Given records:
Segment Open

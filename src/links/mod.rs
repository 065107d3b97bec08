//! Drive shared links and `.url` internet shortcut files.

use crate::mapping::{FileAction, GenericFileItem, STORAGE_TYPE};
use crate::types::DriveFile;
use async_trait::async_trait;
use bytes::Bytes;
use once_cell::sync::Lazy;
use regex::Regex;
use tracing::debug;

/// Host marker of Drive links.
pub const DRIVE_HOST_MARKER: &str = "drive.google.com";

static PATH_ID_LINK: Lazy<Option<Regex>> =
    Lazy::new(|| Regex::new(r"https://\w+\.google\.com/\w+/d/(.*?)/.*").ok());

static OPEN_ID_LINK: Lazy<Option<Regex>> =
    Lazy::new(|| Regex::new(r"https://\w+\.google\.com/open\?id=(.*)").ok());

/// Extracts the Drive file id from a shared link.
///
/// Recognized shapes are `https://<host>.google.com/<kind>/d/<id>/...` and
/// `https://<host>.google.com/open?id=<id>`.
pub fn extract_drive_id(link: &str) -> Option<String> {
    let captures = |re: &Lazy<Option<Regex>>| re.as_ref().and_then(|re| re.captures(link));
    captures(&PATH_ID_LINK)
        .or_else(|| captures(&OPEN_ID_LINK))
        .and_then(|caps| caps.get(1))
        .map(|m| m.as_str().to_string())
        .filter(|id| !id.is_empty())
}

/// Returns true if the URL points at Google Drive.
pub fn is_drive_link(url: &str) -> bool {
    url.contains(DRIVE_HOST_MARKER)
}

/// A host path that goes through a `.url` file, optionally followed by an
/// item id inside the linked storage.
#[derive(Debug, Clone, PartialEq, Eq)]
pub struct UrlFilePath {
    /// Path of the `.url` file itself.
    pub url_file: String,
    /// Trailing id after the `.url` file, if any.
    pub trailing_id: Option<String>,
}

impl UrlFilePath {
    /// Splits `path` at the first `.url`. Paths without one yield `None`.
    pub fn split(path: &str) -> Option<Self> {
        let index = path.find(".url")?;
        let (head, rest) = path.split_at(index + ".url".len());
        let trailing_id = rest
            .rsplit('/')
            .next()
            .filter(|id| !id.is_empty())
            .map(str::to_string);
        Some(Self {
            url_file: head.to_string(),
            trailing_id,
        })
    }

    /// Directory of the `.url` file.
    pub fn dirname(&self) -> &str {
        match self.url_file.rfind('/') {
            Some(0) => "/",
            Some(index) => &self.url_file[..index],
            None => "",
        }
    }

    /// File name of the `.url` file.
    pub fn basename(&self) -> &str {
        self.url_file
            .rsplit('/')
            .next()
            .unwrap_or(self.url_file.as_str())
    }
}

/// Reads the `URL=` entry of an INI-format internet shortcut.
pub fn parse_url_file(contents: &str) -> Option<String> {
    contents
        .lines()
        .map(str::trim)
        .filter(|line| !line.is_empty() && !line.starts_with(';') && !line.starts_with('#'))
        .filter(|line| !line.starts_with('['))
        .filter_map(|line| line.split_once('='))
        .find(|(key, _)| key.trim().eq_ignore_ascii_case("URL"))
        .map(|(_, value)| value.trim().trim_matches('"').to_string())
        .filter(|value| !value.is_empty())
}

/// Where a request through a Drive `.url` file is redirected.
#[derive(Debug, Clone, PartialEq, Eq)]
pub struct UrlFileRedirect {
    /// Storage type, always `"google"`.
    pub storage_type: String,
    /// Drive file id.
    pub id: String,
}

/// Resolves a `.url` file that points at Drive.
///
/// A trailing id in the host path takes precedence over the id in the link.
pub fn redirect_url_file(path: &UrlFilePath, contents: &str) -> Option<UrlFileRedirect> {
    let url = parse_url_file(contents)?;
    if !is_drive_link(&url) {
        return None;
    }
    let id = path
        .trailing_id
        .clone()
        .or_else(|| extract_drive_id(&url))?;
    Some(UrlFileRedirect {
        storage_type: STORAGE_TYPE.to_string(),
        id,
    })
}

impl UrlFileRedirect {
    /// Rewrites a request's storage type and path to the redirect target.
    pub fn apply(&self, storage_type: &mut String, path: &mut String) {
        storage_type.clone_from(&self.storage_type);
        path.clone_from(&self.id);
    }
}

/// Reads files from the host's other storages.
#[async_trait]
pub trait HostFileReader: Send + Sync {
    /// Contents of `name` in folder `path` of `storage_type`, if readable.
    async fn read_file(&self, storage_type: &str, path: &str, name: &str) -> Option<Bytes>;
}

/// Follows a host path through a `.url` file that points at Drive.
///
/// Returns `None` when the path has no `.url` component, the file cannot be
/// read, or it points elsewhere.
pub async fn resolve_url_file(
    storage_type: &str,
    path: &str,
    reader: &dyn HostFileReader,
) -> Option<UrlFileRedirect> {
    let url_path = UrlFilePath::split(path)?;
    let contents = reader
        .read_file(storage_type, url_path.dirname(), url_path.basename())
        .await?;
    let contents = String::from_utf8_lossy(&contents);
    let redirect = redirect_url_file(&url_path, &contents);
    debug!(path, redirected = redirect.is_some(), "Checked .url file");
    redirect
}

/// Decorates a host link item with what Drive reports about its target.
///
/// Returns false for items that are not Drive links.
pub fn apply_link_info(
    item: &mut GenericFileItem,
    info: Option<&DriveFile>,
    folder_icon_url: &str,
) -> bool {
    let is_drive = item.is_link
        && item
            .link_url
            .as_deref()
            .map(is_drive_link)
            .unwrap_or(false);
    if !is_drive {
        return false;
    }

    item.link_type = Some(STORAGE_TYPE.to_string());

    if let Some(info) = info {
        if let Some(link) = info.thumbnail_link.as_deref().filter(|l| !l.is_empty()) {
            item.thumb = true;
            item.thumbnail_url = Some(link.to_string());
        }
        if info.is_folder() {
            item.unshift_action(FileAction::List {});
            item.thumb = true;
            item.thumbnail_url = Some(folder_icon_url.to_string());
        } else if info.size.is_some() {
            item.size = info.size_bytes();
        }
    }

    true
}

Segment Closed

What is expected: Nothing but the lines from the first line of the data through the line with "at Google Drive." should be returned, exactly as they appear, both ends included.

Answer:
filename src/links/mod.rs
repository 065107d3b97bec08
//! Drive shared links and `.url` internet shortcut files.

use crate::mapping::{FileAction, GenericFileItem, STORAGE_TYPE};
use crate::types::DriveFile;
use async_trait::async_trait;
use bytes::Bytes;
use once_cell::sync::Lazy;
use regex::Regex;
use tracing::debug;

/// Host marker of Drive links.
pub const DRIVE_HOST_MARKER: &str = "drive.google.com";

static PATH_ID_LINK: Lazy<Option<Regex>> =
    Lazy::new(|| Regex::new(r"https://\w+\.google\.com/\w+/d/(.*?)/.*").ok());

static OPEN_ID_LINK: Lazy<Option<Regex>> =
    Lazy::new(|| Regex::new(r"https://\w+\.google\.com/open\?id=(.*)").ok());

/// Extracts the Drive file id from a shared link.
///
/// Recognized shapes are `https://<host>.google.com/<kind>/d/<id>/...` and
/// `https://<host>.google.com/open?id=<id>`.
pub fn extract_drive_id(link: &str) -> Option<String> {
    let captures = |re: &Lazy<Option<Regex>>| re.as_ref().and_then(|re| re.captures(link));
    captures(&PATH_ID_LINK)
        .or_else(|| captures(&OPEN_ID_LINK))
        .and_then(|caps| caps.get(1))
        .map(|m| m.as_str().to_string())
        .filter(|id| !id.is_empty())
}

/// Returns true if the URL points at Google Drive.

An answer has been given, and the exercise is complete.